С Николаем уходило из его жизни многое.
Это было и окончательным прощанием с молодостью, и утратой близкой души, в облике которой было много родного, — утратой чего-то непосредственно-поэтического, наивно-художественного, бессознательно-талантливого, юношески-беспечного, детски доверчивого.
Это было еще одним жестоким напоминанием об одиночестве.
Пушкин спасался от одиночества в дружбе. Вокруг него была культурная среда ценителей прекрасного. Пусть была она тончайшим слоем в тогдашней России, но она облегчила и жизнь и творчество поэту. Среда передовых людей страны была шире в сороковых, гораздо шире в шестидесятых годах. Некрасов хорошо знал, что его поддерживают Чернышевский, Добролюбов, молодая Россия, идущая за ними.
Положение Чехова было совсем иным. Литературная среда, с которой он был связан, критики были несравненно ниже и мельче его.
Все это делало особенно тяжелым и его личное горе.
К этому присоединялась болезнь самого Антона Павловича, которая все тревожнее давала знать о себе, и его странное отношение к своей болезни.
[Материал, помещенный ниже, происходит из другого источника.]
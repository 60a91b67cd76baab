//! tokendock client entry point.
//!
//! A minimal line-oriented front-end standing in for a richer UI: it loads
//! the TOML config, finds the device (fixed port or detection probe across
//! all enumerated ports), prompts for the PIN on stdin, authenticates, and
//! prints the device's current token set.
//!
//! ```text
//! main()
//!  └─ ClientConfig::load_or_default()
//!  └─ list_ports() / detect()        -- pick the device port
//!  └─ Session::connect()
//!  └─ Session::authenticate()        -- PIN from stdin
//!  └─ Session::get_data()            -- print token names + Base32 secrets
//!  └─ Session::disconnect()
//! ```

use std::io::{BufRead, Write};
use std::path::Path;

use anyhow::{bail, Context};
use tracing::info;
use tracing_subscriber::EnvFilter;

use tokendock_client::application::{detect, Session};
use tokendock_client::infrastructure::storage::config::ClientConfig;
use tokendock_client::infrastructure::transport::serial::{list_ports, SerialTransportFactory};

const CONFIG_PATH: &str = "tokendock.toml";

fn main() -> anyhow::Result<()> {
    // Initialise structured logging.
    tracing_subscriber::fmt()
        .with_env_filter(
            EnvFilter::try_from_default_env().unwrap_or_else(|_| EnvFilter::new("info")),
        )
        .init();

    info!("tokendock client starting");

    let config_path = std::env::args().nth(1).unwrap_or_else(|| CONFIG_PATH.to_string());
    let config = ClientConfig::load_or_default(Path::new(&config_path))
        .with_context(|| format!("loading config from {config_path}"))?;

    let factory = SerialTransportFactory::new();

    // ── Port selection ────────────────────────────────────────────────────────
    let port = match config.serial.port.clone() {
        Some(port) => port,
        None if config.serial.probe_on_startup => {
            let candidates = list_ports();
            info!("probing {} serial port(s)", candidates.len());
            match detect(&factory, &candidates) {
                Some(port) => port,
                None => bail!("no token dock found on any serial port"),
            }
        }
        None => bail!("no port configured and probing disabled; set serial.port in {config_path}"),
    };

    // ── Session ───────────────────────────────────────────────────────────────
    let mut session = Session::new(Box::new(factory));
    session.connect(&port, config.serial.baud)?;

    let pin = prompt_pin()?;
    session.authenticate(&pin)?;
    println!("authenticated against {port}");

    let tokens = session.get_data()?;
    if tokens.is_empty() {
        println!("no tokens stored on the device");
    } else {
        for token in tokens {
            println!("{}\t{}", token.name, token.secret_base32());
        }
    }

    session.disconnect();
    Ok(())
}

/// Reads the PIN from stdin. Plain line input; this stand-in front-end has
/// no keypad.
fn prompt_pin() -> anyhow::Result<String> {
    print!("PIN: ");
    std::io::stdout().flush()?;
    let mut line = String::new();
    std::io::stdin()
        .lock()
        .read_line(&mut line)
        .context("reading PIN from stdin")?;
    Ok(line.trim().to_string())
}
Он отмахивался от нее.
В октябре 1888 года он писал Суворину:
«Каждую зиму, осень и весну, и в каждый сырой летний день я кашляю. Но все это пугает меня только тогда, когда я вижу кровь: в крови, текущей изо рта, есть что-то зловещее, как в зареве…»
Он рассказывает далее, что впервые заметил у себя кровохарканье еще четыре года назад, что и после этого замечал у себя кровь, и все же он убежден в том, что у него нет чахотки. Если бы кровотечение, случившееся в 1884 году, было свидетельством начинавшейся чахотки, то его уже не было бы в живых. «Вот моя логика».